Key words

1 Introduction

High-throughput sequencing technologies have revolutionized biodiversity studies of prokaryotes and are increasingly used to study whole communities. In rivers, which are diverse environments with different sub-habitats that are closely linked to adjacent terrestrial biomes, the collection and analysis of eDNA offer unprecedented monitoring opportunities. Collection of viable riverine microbiological samples, however, is often confounded by the remoteness and inaccessibility of sampling sites. In addition to this, increasingly open access to research data creates a need for data interoperability and so a need for standardized procedures to ensure consistency between datasets. Mega-sequencing campaigns, such as the Earth Microbiome Project or Ocean Sampling Day (OSD) [1, 2], can help this goal by driving the development of cost-effective protocols and analysis methods.

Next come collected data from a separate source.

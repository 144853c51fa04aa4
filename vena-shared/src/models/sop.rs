/// Standard operating procedure document

use crate::models::{Collections, Entity};
use crate::store::Table;
use serde::{Deserialize, Serialize};
use validator::Validate;

#[derive(Debug, Clone, PartialEq, Serialize, Deserialize)]
pub struct SopRow {
    pub id: String,
    pub title: String,
    pub category: String,
    pub content: String,
    pub last_updated: String,
}

#[derive(Debug, Clone, PartialEq, Serialize, Deserialize)]
#[serde(rename_all = "camelCase")]
pub struct Sop {
    pub id: String,
    pub title: String,
    pub category: String,
    /// Markdown body
    pub content: String,
    pub last_updated: String,
}

impl From<SopRow> for Sop {
    fn from(row: SopRow) -> Self {
        Sop {
            id: row.id,
            title: row.title,
            category: row.category,
            content: row.content,
            last_updated: row.last_updated,
        }
    }
}

impl From<Sop> for SopRow {
    fn from(sop: Sop) -> Self {
        SopRow {
            id: sop.id,
            title: sop.title,
            category: sop.category,
            content: sop.content,
            last_updated: sop.last_updated,
        }
    }
}

#[derive(Debug, Clone, Serialize, Deserialize, Validate)]
#[serde(rename_all(serialize = "snake_case", deserialize = "camelCase"))]
pub struct NewSop {
    #[validate(length(min = 1, message = "Title is required"))]
    pub title: String,
    pub category: String,
    pub content: String,
}

#[derive(Debug, Clone, Default, Serialize, Deserialize)]
#[serde(default, rename_all(serialize = "snake_case", deserialize = "camelCase"))]
pub struct SopPatch {
    #[serde(skip_serializing_if = "Option::is_none")]
    pub title: Option<String>,
    #[serde(skip_serializing_if = "Option::is_none")]
    pub category: Option<String>,
    #[serde(skip_serializing_if = "Option::is_none")]
    pub content: Option<String>,
    #[serde(skip_serializing_if = "Option::is_none")]
    pub last_updated: Option<String>,
}

impl Entity for Sop {
    type Row = SopRow;
    type New = NewSop;
    type Patch = SopPatch;

    const TABLE: Table = Table::Sops;

    fn id(&self) -> &str {
        &self.id
    }

    fn collection(set: &Collections) -> &Vec<Self> {
        &set.sops
    }

    fn collection_mut(set: &mut Collections) -> &mut Vec<Self> {
        &mut set.sops
    }
}

#[cfg(test)]
mod tests {
    use super::*;
    use crate::models::{decode_row, encode_row, model_to_row};
    use serde_json::json;

    fn sop() -> Sop {
        Sop {
            id: "sop-1".to_string(),
            title: "Backup File".to_string(),
            category: "Editing".to_string(),
            content: "1. Salin kartu memori\n2. Verifikasi".to_string(),
            last_updated: "2024-03-01T00:00:00Z".to_string(),
        }
    }

    #[test]
    fn test_round_trip() {
        let row = model_to_row(&sop()).unwrap();
        assert_eq!(row["last_updated"], json!("2024-03-01T00:00:00Z"));
        let decoded: Sop = decode_row(row).unwrap();
        assert_eq!(decoded, sop());
    }

    #[test]
    fn test_new_sop_requires_title() {
        let new: NewSop = serde_json::from_value(json!({
            "title": "",
            "category": "Editing",
            "content": "-"
        }))
        .unwrap();
        assert!(new.validate().is_err());
    }

    #[test]
    fn test_patch_touches_supplied_columns() {
        let patch: SopPatch =
            serde_json::from_value(json!({ "content": "Baru", "lastUpdated": "2024-04-01" })).unwrap();
        let row = encode_row(Table::Sops, &patch).unwrap();
        assert_eq!(row.len(), 2);
        assert_eq!(row["last_updated"], json!("2024-04-01"));
    }
}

Here, I describe the standardized procedures to collect and analyze DNA samples for River Sampling Day (RSD) (part of Ocean Sampling Day [2]), a simultaneous sequencing campaign collecting a time series of ocean and river microbial data from the June and December solstices each year in rivers worldwide on the same day. Low-cost, manual sampling tools are utilized to collect riverine water column samples, which can subsequently be extracted for 16S, 18S, metabarcoding , or shotgun sequencing . I then proceed to describe the preparation of raw Illumina MiSeq amplicon data for analysis, followed by a description of an analysis pipeline for the open-source statistics software package R. The sampling protocol is based on methods used in the Freshwater Biological Sampling Manual [3] and the methods used at the Western Channel Observatory in the UK [4].

2 Materials

2.1 Sample Collection

  1. 1.

    Sterivex 0.22 μm filter cartridge SVGPL10RC (male luer-lock outlet, Millipore, UK) or SVGP010 (male nipple outlet, Millipore, UK).

  2. 2.

    RNAlater (Thermo Fisher Scientific, Loughborough, UK, or Ambion Inc., Austin, Texas).

  3. 3.

    Luer-lock syringes, 3 mL (e.g., Medisave, Weymouth, UK).

  4. 4.

    High-pressure sampling bottle fitted with bicycle valve and tube outlet, 10 % acid washed (e.g., Nalgene™ Heavy-Duty PPCO Vacuum Bottle, Thermo Fisher Scientific, Loughborough, UK). See Fig. 1 for illustration.

    Fig. 1
    figure 1

    Field sampling bottle with altered screw top to allow pressurized filtering

  5. 5.

    PTFE tubing.

  6. 6.

    Two hose clamps to secure PTFE tubes.

  7. 7.

    Bicycle pump.

  8. 8.

    Nitrile gloves.

  9. 9.

    70 % ethanol to clean gloves/equipment.

  10. 10.

    Sterilized sticky tac (e.g., Blu-Tac).

2.2 Sample Preparation

  1. 1.

    DNA extraction solution, e.g., a commercial kit

  2. 2.

    Sterile consumables and shakers/bead beaters/centrifuges required for DNA extraction method of choice.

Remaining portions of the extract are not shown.